TOPMEDIA-Astra kembali menegaskan komitmennya dalam mendukung kontribusi generasi muda Indonesia melalui penyelenggaraan Semangat Astra Terpadu Untuk (SATU) Indonesia Awards 2025.
Program apresiasi ini diberikan kepada anak muda yang dinilai mampu menghadirkan solusi konkret dan berkelanjutan atas berbagai persoalan sosial di bidang Kesehatan, Pendidikan, Lingkungan, Kewirausahaan, dan Teknologi melalui proses seleksi serta penjurian yang ketat.
Presiden Direktur Astra, Djony Bunarto Tjondro, menyampaikan bahwa sejak pertama kali digelar pada 2010, SATU Indonesia Awards telah mengapresiasi 792 pemuda inspiratif dan terhubung dengan lebih dari 1.500 Desa Sejahtera Astra serta Kampung Berseri Astra di 35 provinsi.
Program ini menjadi bukti nyata peran strategis generasi muda yang berani, konsisten, dan berkomitmen menghadirkan perubahan melalui solusi langsung bagi masyarakat.
Di bidang Kesehatan, apresiasi diberikan kepada Alvin Henri dari Sumatra Utara.
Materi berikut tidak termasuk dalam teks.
use std::sync::Arc;
use std::time::Duration;

use anyhow::Context;
use async_trait::async_trait;
use bytes::Bytes;
use media_cache::{MediaMetadata, MediaPreparer, Orientation, PrepareError};
use pulse_coordinator::telemetry::init_tracing;
use pulse_coordinator::{
    metrics, Collaborators, CoordinatorConfig, PulseRuntime, ViewerEvent,
};
use service_sdk::{
    InMemoryBlobStorage, InMemoryRecorder, LoopbackNetwork, ScriptedGenerator,
    ScriptedTranscriber,
};
use session_sync::{DocumentStore, InMemoryDocumentStore};
use tracing::{info, warn};

/// Pretends every asset is a 30 second portrait clip, except URLs ending in
/// `.broken`.
struct SimulatedPreparer;

#[async_trait]
impl MediaPreparer for SimulatedPreparer {
    async fn prepare(&self, url: &str) -> Result<MediaMetadata, PrepareError> {
        tokio::time::sleep(Duration::from_millis(20)).await;
        if url.ends_with(".broken") {
            return Err(PrepareError::Malformed(format!("no playable track in {url}")));
        }
        Ok(MediaMetadata {
            playable: true,
            duration: Some(Duration::from_secs(30)),
            orientation: Orientation::from_dimensions(1080, 1920),
        })
    }
}

struct Device {
    runtime: PulseRuntime,
    transcriber: Arc<ScriptedTranscriber>,
    recorder: Arc<InMemoryRecorder>,
}

fn device(
    uid: &str,
    cfg: &CoordinatorConfig,
    store: &Arc<InMemoryDocumentStore>,
    network: &Arc<LoopbackNetwork>,
    blobs: &Arc<InMemoryBlobStorage>,
) -> Device {
    let transcriber = ScriptedTranscriber::new();
    let recorder = InMemoryRecorder::new();
    let store: Arc<dyn DocumentStore> = store.clone();
    let services = Collaborators {
        store,
        transport: network.client(uid),
        transcriber: transcriber.clone(),
        generator: ScriptedGenerator::with_delay(Duration::from_millis(50)),
        blobs: blobs.clone(),
        recorder: recorder.clone(),
        preparer: Arc::new(SimulatedPreparer),
    };
    Device {
        runtime: PulseRuntime::new(cfg.clone(), services),
        transcriber,
        recorder,
    }
}

async fn live_broadcast(host: &Device, viewer: &Device) -> anyhow::Result<()> {
    let session = host.runtime.live().start("coach-1", "Coach Ana").await?;
    let mut watching = viewer.runtime.audience().join(&session.id).await?;

    host.transcriber
        .speak("Warm up with twenty jumping jacks.")
        .await?;
    host.transcriber
        .speak("Then three rounds of ten squats and a thirty second plank.")
        .await?;
    tokio::time::sleep(Duration::from_millis(50)).await;

    let ended = host.runtime.live().end().await?;
    info!(session_id = %ended.session.id, generation = ended.generation_started, "host ended broadcast");

    while let Some(event) = watching.next_event().await? {
        if let ViewerEvent::Ended(outcome) = event {
            info!(?outcome, "viewer saw the broadcast end");
            break;
        }
    }
    let wait = viewer.runtime.config().workout_wait_timeout();
    let outcome = watching.await_workout(wait).await;
    info!(?outcome, "viewer workout outcome");
    watching.leave().await;
    Ok(())
}

async fn partner_workout(host: &Device, guest: &Device) -> anyhow::Result<()> {
    let session = host.runtime.partner().create("coach-1", "hiit", 20).await?;
    guest.runtime.partner().join(&session.id, "member-7").await?;

    host.recorder.capture(b"host-frames");
    guest.recorder.capture(b"guest-frames");

    let ended = guest.runtime.partner().end(&session.id, "member-7").await?;
    host.runtime.partner().end(&session.id, "coach-1").await?;
    info!(session_id = %ended.id, status = ended.status.as_str(), "partner session ended");

    let aggregate = guest
        .runtime
        .partner()
        .submit_rating(&session.id, "member-7", 5)
        .await?;
    info!(average = ?aggregate.average(), "coach rating updated");
    Ok(())
}

async fn quiz_round(viewer: &Device) -> anyhow::Result<()> {
    let quiz = viewer.runtime.quiz();
    quiz.set_active(true);
    let mut published = quiz.subscribe();
    for line in [
        "Keep your core braced and your back flat during every plank hold.",
        "Drive through your heels on each squat and keep your knees out.",
        "Breathe out on the effort and in on the way back down for each rep.",
    ] {
        quiz.add_transcript(line);
    }
    let arrived = tokio::time::timeout(Duration::from_secs(5), async {
        published.wait_for(|quiz| quiz.is_some()).await.is_ok()
    })
    .await
    .context("quiz did not arrive in time")?;
    if arrived {
        info!(questions = ?quiz.current_quiz().map(|q| q.questions.len()), "quiz published");
    }
    quiz.set_active(false);
    Ok(())
}

async fn scroll_feed(viewer: &Device) -> anyhow::Result<()> {
    let content = viewer.runtime.content();
    for n in 0..3 {
        content
            .publish("member-7", Bytes::from(vec![n as u8; 16]), &format!("clip {n}"))
            .await?;
    }
    let media = viewer.runtime.media();
    let feed = content.feed(10).await?;
    for post in &feed {
        media.preload(&post.video_url);
    }
    for post in &feed {
        let handle = media.play(&post.video_url);
        handle.ready().await;
    }
    media.preload("mem://videos/legacy/clip.broken");
    info!(cached = media.len(), stats = ?media.stats(), "feed scrolled");
    Ok(())
}

async fn run(cfg: CoordinatorConfig) -> anyhow::Result<()> {
    let store = InMemoryDocumentStore::new();
    let network = LoopbackNetwork::new();
    let blobs = InMemoryBlobStorage::new();
    let host = device("coach-1", &cfg, &store, &network, &blobs);
    let viewer = device("member-7", &cfg, &store, &network, &blobs);

    let mut listing = viewer.runtime.start_list_polling();
    live_broadcast(&host, &viewer).await?;
    partner_workout(&host, &viewer).await?;
    quiz_round(&viewer).await?;
    scroll_feed(&viewer).await?;

    if listing.has_changed().unwrap_or(false) {
        let latest = listing.borrow_and_update().clone();
        info!(live = latest.live.len(), waiting = latest.waiting.len(), "lobby snapshot");
    }

    host.runtime.shutdown().await;
    viewer.runtime.shutdown().await;
    Ok(())
}

#[tokio::main]
async fn main() -> anyhow::Result<()> {
    let cfg = CoordinatorConfig::from_env();
    init_tracing(&cfg.log_filter, cfg.log_format);

    tokio::select! {
        result = run(cfg) => result?,
        _ = tokio::signal::ctrl_c() => {
            warn!("interrupted");
            return Ok(());
        }
    }

    println!("{}", metrics::export_prometheus());
    Ok(())
}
Berangkat dari pengalamannya menempuh pendidikan kedokteran, Alvin melihat adanya kesenjangan akses pembelajaran dan pembaruan ilmu bagi mahasiswa serta tenaga medis di daerah.
Ia kemudian menginisiasi ruang belajar bersama yang berkembang menjadi Medsense, platform edukasi medis digital yang menyediakan materi, latihan, dan evaluasi pembelajaran secara fleksibel.
Inovasi ini memperluas akses pendidikan medis, khususnya bagi tenaga kesehatan di luar Pulau Jawa, sekaligus memperkuat kualitas sumber daya manusia kesehatan.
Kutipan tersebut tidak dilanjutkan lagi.